Since the mixture is so simple, it lends itself to variations, such as in Martha Rose Schulman’s addition of walnuts. I cheated a bit and used cilantro because I didn’t have parsley, but in this particular dish it turned out so well that it stays just as it is.  Frankly, I misread her directions and added the oil to the walnut mixture, and I like that too, so that stays as well.  I will save making gremolata the right way for some other dish.


  1. ¼ cup walnuts
  2. 1 small bunch of cilantro
  3. 1 lemon
  4. 2 garlic cloves
  5. ¼ teaspoon salt
  6. 2 tablespoon of extra virgin olive oil, divided
  7. 4 good-size heads of Belgian endive
  1. Lightly toast the walnuts in a small skillet – enough so they become fragrant.

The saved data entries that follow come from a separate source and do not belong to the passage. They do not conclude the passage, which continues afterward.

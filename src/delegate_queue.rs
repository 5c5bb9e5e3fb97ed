// Copyright (c) 2021 Dropbox, Inc.

//! Executors for code that touches state shared across threads.
//!
//! A transport can be given a [`DelegateQueue`] through its configuration. Anything it runs on
//! behalf of the caller, such as response handlers, is submitted to that queue.

use threadpool::ThreadPool;

/// A unit of work submitted to a [`DelegateQueue`].
pub type Task = Box<dyn FnOnce() + Send + 'static>;

/// Something that runs submitted tasks.
pub trait DelegateQueue: Send + Sync {
    /// Submit a task. It may run on another thread, at some later time.
    fn dispatch(&self, task: Task);
}

/// A queue that runs tasks one at a time, in submission order, on a worker thread with the
/// queue's name.
///
/// A task that panics does not stop the queue: the worker is replaced and later tasks still run.
/// Dropping the queue waits for every task still pending.
pub struct SerialQueue {
    name: String,
    pool: ThreadPool,
}

impl SerialQueue {
    /// Start a queue whose worker thread has the given name.
    pub fn new(name: impl Into<String>) -> Self {
        let name = name.into();
        let pool = ThreadPool::with_name(name.clone(), 1);
        debug!("started delegate queue {name:?}");
        Self { name, pool }
    }

    pub fn name(&self) -> &str {
        &self.name
    }

    /// How many tasks on this queue have panicked so far.
    pub fn panic_count(&self) -> usize {
        self.pool.panic_count()
    }
}

impl DelegateQueue for SerialQueue {
    fn dispatch(&self, task: Task) {
        self.pool.execute(task);
    }
}

impl Drop for SerialQueue {
    fn drop(&mut self) {
        self.pool.join();
        let panics = self.pool.panic_count();
        if panics != 0 {
            warn!("{panics} task(s) on delegate queue {:?} panicked", self.name);
        }
        debug!("stopped delegate queue {:?}", self.name);
    }
}

impl std::fmt::Debug for SerialQueue {
    fn fmt(&self, f: &mut std::fmt::Formatter<'_>) -> std::fmt::Result {
        f.debug_struct("SerialQueue")
            .field("name", &self.name)
            .field("queued", &self.pool.queued_count())
            .finish()
    }
}

#[cfg(test)]
mod test {
    use super::*;
    use std::sync::Arc;
    use std::sync::mpsc::channel;
    use std::time::Duration;

    #[test]
    fn test_tasks_run_in_order() {
        let (tx, rx) = channel();
        {
            let queue = SerialQueue::new("test-order");
            for i in 0 .. 100 {
                let tx = tx.clone();
                queue.dispatch(Box::new(move || tx.send(i).unwrap()));
            }
            // drop waits for the pending tasks
        }
        drop(tx);
        let seen = rx.iter().collect::<Vec<u32>>();
        assert_eq!((0 .. 100).collect::<Vec<u32>>(), seen);
    }

    #[test]
    fn test_runs_on_named_thread() {
        let (tx, rx) = channel();
        let queue = Arc::new(SerialQueue::new("dbx-delegate"));
        queue.dispatch(Box::new(move || {
            tx.send(std::thread::current().name().map(str::to_owned)).unwrap();
        }));
        assert_eq!(Some("dbx-delegate".to_owned()), rx.recv().unwrap());
        assert_eq!("dbx-delegate", queue.name());
    }

    #[test]
    fn test_queue_survives_panicking_task() {
        let (tx, rx) = channel();
        let queue = SerialQueue::new("test-panic");
        queue.dispatch(Box::new(|| panic!("handler failure")));
        std::thread::sleep(Duration::from_millis(100));

        let tx2 = tx.clone();
        queue.dispatch(Box::new(move || tx2.send(1).unwrap()));
        assert_eq!(Ok(1), rx.recv_timeout(Duration::from_secs(5)));

        // Still on a worker with the queue's name.
        queue.dispatch(Box::new(move || {
            tx.send(if std::thread::current().name() == Some("test-panic") { 2 } else { 0 })
                .unwrap();
        }));
        assert_eq!(Ok(2), rx.recv_timeout(Duration::from_secs(5)));
        assert_eq!(1, queue.panic_count());
    }
}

  2. Finely chop the walnuts.
  3. Finely chop the cilantro, enough to make up 2 tablespoons.
  4. Wash the lemon well, dry it with a paper towel or a tea towel, and using a microplane greater/zester, grate 2 teaspoons of lemon zest.
  5. Finely mince the garlic cloves.
  6. Mix the walnuts, cilantro, lemon zest, garlic, salt and one tablespoon of oil in a small bowl. Set aside.
  7. Trim the bottoms of the Belgian endives, and cut in half, lengthwise.
  8. Heat the other tablespoon of oil in a large skillet over medium heat.
  9. Place the endive halves in the skillet, cut side down. Don’t crowd the pan.
  10. Cook for about 5-7 minutes, until golden brown on the cut side.IMG_0050
  11. Transfer to a platter or individual plates, cut side up.
  12. Spoon the walnut gremolata mixture over each endive half.